(Records excerpted from a collection)
###
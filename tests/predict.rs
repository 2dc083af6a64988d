// Copyright (c) 2018 Fabian Schuiki

//! End-to-end tests of the full analysis and parsing pipeline.

extern crate prospect;

use prospect::first::FirstSets;
use prospect::follow::FollowSets;
use prospect::grammar::{Grammar, TerminalId, END};
use prospect::machine::{Machine, ParseError};
use prospect::parser::parse_grammar;
use prospect::table::ParseTable;

fn analyze(text: &str) -> (Grammar, ParseTable) {
    let grammar = parse_grammar(text).unwrap();
    let first = FirstSets::compute(&grammar);
    let follow = FollowSets::compute(&grammar, &first);
    let table = ParseTable::build(&grammar, &first, &follow);
    (grammar, table)
}

fn tokenize(grammar: &Grammar, input: &str) -> Vec<TerminalId> {
    input
        .chars()
        .filter(|c| !c.is_whitespace())
        .map(|c| grammar.terminal_id(&c.to_string()).unwrap())
        .collect()
}

#[test]
fn worked_example() {
    let (grammar, table) = analyze("S -> a A\nA -> b A | ε\n");
    assert!(table.is_ll1());

    let s = grammar.nonterminal_id("S").unwrap();
    let a = grammar.nonterminal_id("A").unwrap();
    let ta = grammar.terminal_id("a").unwrap();
    let tb = grammar.terminal_id("b").unwrap();

    // FIRST(S) = {a}, FIRST(A) = {b, ε}.
    let first = FirstSets::compute(&grammar);
    assert!(first.nonterminal(s).contains(ta));
    assert!(!first.nonterminal(s).has_epsilon());
    assert!(first.nonterminal(a).contains(tb));
    assert!(first.nonterminal(a).has_epsilon());

    // FOLLOW(S) = FOLLOW(A) = {$}.
    let follow = FollowSets::compute(&grammar, &first);
    for &nt in &[s, a] {
        assert!(follow.nonterminal(nt).contains(END));
        assert_eq!(follow.nonterminal(nt).terminals().count(), 1);
    }

    // Table: [S, a], [A, b], [A, $] and nothing else.
    assert!(table.get(s, ta).is_some());
    assert!(table.get(a, tb).is_some());
    assert!(table.get(a, END).is_some());
    assert!(table.get(s, tb).is_none());
    assert!(table.get(s, END).is_none());
    assert!(table.get(a, ta).is_none());

    // "abb" is in the language and derives through 4 expansions.
    let machine = Machine::new(&grammar, &table);
    let derivation = machine.parse(s, &tokenize(&grammar, "abb")).unwrap();
    assert_eq!(derivation.steps().len(), 4);
    assert_eq!(
        format!("{}", derivation.pretty(&grammar)),
        "S -> a A\nA -> b A\nA -> b A\nA -> ε"
    );

    // "aba" is not; the stray a has no table entry under A.
    match machine.parse(s, &tokenize(&grammar, "aba")) {
        Err(ParseError::UnexpectedToken { position, .. }) => assert_eq!(position, 2),
        other => panic!("unexpected result: {:?}", other),
    }
}

#[test]
fn left_recursion_is_reported() {
    let (grammar, table) = analyze("E -> E + T | T\nT -> x\n");
    assert!(!table.is_ll1());
    let e = grammar.nonterminal_id("E").unwrap();
    assert!(
        table
            .conflicts()
            .iter()
            .any(|c| c.nonterminal == e && c.kept != c.rejected)
    );
}

#[test]
fn empty_input_parses_nullable_start() {
    let (grammar, table) = analyze("S -> a S | ε\n");
    assert!(table.is_ll1());
    let machine = Machine::new(&grammar, &table);
    let start = grammar.start_symbol().unwrap();
    let derivation = machine.parse(start, &[]).unwrap();
    // A single ε expansion; in particular no IncompleteParse.
    assert_eq!(derivation.steps().len(), 1);
    assert_eq!(format!("{}", derivation.pretty(&grammar)), "S -> ε");
}

#[test]
fn expression_grammar_round_trip() {
    let text = "E -> T E'\nE' -> + T E' | ε\nT -> F T'\nT' -> * F T' | ε\nF -> ( E ) | i\n";
    let (grammar, table) = analyze(text);
    assert!(table.is_ll1());

    let machine = Machine::new(&grammar, &table);
    let start = grammar.start_symbol().unwrap();
    for input in &["i", "i + i", "i * i", "( i + i ) * i", "i + i * i"] {
        assert!(
            machine.parse(start, &tokenize(&grammar, input)).is_ok(),
            "failed to parse {}",
            input
        );
    }
    for input in &["", "+", "i +", "( i", "i i"] {
        assert!(
            machine.parse(start, &tokenize(&grammar, input)).is_err(),
            "wrongly parsed {}",
            input
        );
    }
}

#[test]
fn rebuilding_is_deterministic() {
    let text = "E -> E + T | T\nT -> T * F | F\nF -> x\n";
    let (_, table1) = analyze(text);
    let (_, table2) = analyze(text);
    assert_eq!(table1, table2);
    assert_eq!(table1.conflicts(), table2.conflicts());
}
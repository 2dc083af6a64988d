// Copyright (c) 2018 Fabian Schuiki

//! A parser for grammar descriptions.
//!
//! Grammar descriptions are line based. Every non-blank line declares the
//! alternatives of one nonterminal:
//!
//! ```text
//! LHS -> SYM SYM ... | SYM ... | ε
//! ```
//!
//! Symbols within an alternative are separated by whitespace; a bare `ε`
//! denotes the empty alternative. Names that appear on the left of some `->`
//! are nonterminals, every other name is a terminal. The first LHS in the
//! description is the start symbol. Declaring the same LHS again replaces
//! its earlier alternatives.

use std::error::Error;
use std::fmt;

use indexmap::IndexMap;

use grammar::{Grammar, Rule, Symbol};

/// The name of the empty alternative in grammar descriptions.
const EPSILON: &'static str = "ε";

/// The reserved end of input marker.
const END_MARKER: &'static str = "$";

/// The abstract syntax tree of a grammar description.
pub mod ast {
    /// The root node of a grammar description.
    #[derive(Debug, PartialEq, Eq)]
    pub struct Desc {
        /// The rule declarations, in description order.
        pub rules: Vec<RuleDecl>,
    }

    /// A rule declaration.
    #[derive(Debug, PartialEq, Eq)]
    pub struct RuleDecl {
        /// The name of the rule.
        pub name: String,
        /// The different variants of the rule. An empty variant is the ε
        /// alternative.
        pub variants: Vec<Vec<String>>,
    }
}

/// An error emitted for a malformed grammar description.
///
/// Every variant carries the 1-based line number of the offending rule.
#[derive(Debug, Clone, PartialEq, Eq)]
pub enum GrammarError {
    /// A non-blank line contains no `->` separator.
    MissingArrow(usize),
    /// The left-hand side of a rule is empty or not a single symbol.
    InvalidLhs(usize),
    /// The reserved end of input marker `$` appears as a grammar symbol.
    ReservedEndMarker(usize),
    /// `ε` appears alongside other symbols in one alternative.
    MixedEpsilon(usize),
    /// An alternative contains no symbols at all.
    EmptyAlternative(usize),
}

impl fmt::Display for GrammarError {
    fn fmt(&self, f: &mut fmt::Formatter) -> fmt::Result {
        match *self {
            GrammarError::MissingArrow(line) => {
                write!(f, "line {}: rule has no `->` separator", line)
            }
            GrammarError::InvalidLhs(line) => {
                write!(f, "line {}: left-hand side must be a single nonterminal", line)
            }
            GrammarError::ReservedEndMarker(line) => write!(
                f,
                "line {}: `$` is reserved as the end of input marker",
                line
            ),
            GrammarError::MixedEpsilon(line) => write!(
                f,
                "line {}: `ε` cannot be mixed with other symbols in an alternative",
                line
            ),
            GrammarError::EmptyAlternative(line) => {
                write!(f, "line {}: empty alternative (use `ε` for the empty string)", line)
            }
        }
    }
}

impl Error for GrammarError {
    fn description(&self) -> &str {
        "malformed grammar description"
    }
}

/// Parse a grammar description into its abstract syntax tree.
pub fn parse_desc(text: &str) -> Result<ast::Desc, GrammarError> {
    let mut rules = Vec::new();
    for (offset, line) in text.lines().enumerate() {
        let lineno = offset + 1;
        let line = line.trim();
        if line.is_empty() {
            continue;
        }
        let mut parts = line.splitn(2, "->");
        let lhs = parts.next().unwrap().trim();
        let rhs = match parts.next() {
            Some(rhs) => rhs,
            None => return Err(GrammarError::MissingArrow(lineno)),
        };
        if lhs.is_empty() || lhs.split_whitespace().count() != 1 || lhs == EPSILON {
            return Err(GrammarError::InvalidLhs(lineno));
        }
        if lhs == END_MARKER {
            return Err(GrammarError::ReservedEndMarker(lineno));
        }
        let mut variants = Vec::new();
        for alt in rhs.split('|') {
            let symbols: Vec<String> = alt.split_whitespace().map(String::from).collect();
            if symbols.is_empty() {
                return Err(GrammarError::EmptyAlternative(lineno));
            }
            if symbols.iter().any(|s| s == END_MARKER) {
                return Err(GrammarError::ReservedEndMarker(lineno));
            }
            if symbols.iter().any(|s| s == EPSILON) {
                if symbols.len() != 1 {
                    return Err(GrammarError::MixedEpsilon(lineno));
                }
                // The empty alternative carries no symbols.
                variants.push(vec![]);
            } else {
                variants.push(symbols);
            }
        }
        rules.push(ast::RuleDecl {
            name: lhs.to_string(),
            variants: variants,
        });
    }
    Ok(ast::Desc { rules: rules })
}

/// Convert the grammar description into an actual grammar.
///
/// Names declared as some rule's LHS become nonterminals, all remaining
/// names become terminals. A later declaration of an already-seen LHS
/// replaces its alternatives but keeps its original position, so the start
/// symbol stays the first LHS of the description.
pub fn make_grammar(desc: &ast::Desc) -> Grammar {
    // Collapse the declarations into one ordered mapping. Insertion order
    // determines the start symbol; re-insertion replaces the alternatives
    // in place.
    let mut decls: IndexMap<&str, &[Vec<String>]> = IndexMap::new();
    for d in &desc.rules {
        decls.insert(&d.name, &d.variants);
    }

    let mut grammar = Grammar::new();
    for name in decls.keys() {
        grammar.add_nonterminal(*name);
    }
    for (name, variants) in &decls {
        let id = grammar.nonterminal_id(name).unwrap();
        for v in variants.iter() {
            let seq = v.iter()
                .map(|s| match grammar.nonterminal_id(s) {
                    Some(nt) => Symbol::Nonterminal(nt),
                    None => Symbol::Terminal(grammar.add_terminal(s.clone())),
                })
                .collect();
            grammar.add_rule(Rule::new(id, seq));
        }
    }
    debug!(
        "loaded grammar with {} nonterminals, {} terminals, {} rules",
        grammar.nonterminal_id_bound(),
        grammar.terminal_id_bound() - 1,
        grammar.rules().len()
    );
    grammar
}

/// Parse a grammar description into a grammar.
pub fn parse_grammar(text: &str) -> Result<Grammar, GrammarError> {
    parse_desc(text).map(|desc| make_grammar(&desc))
}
###
Copy out each line of the data containing the string "self".

    fn fmt(&self, f: &mut fmt::Formatter) -> fmt::Result {
        match *self {
    fn description(&self) -> &str {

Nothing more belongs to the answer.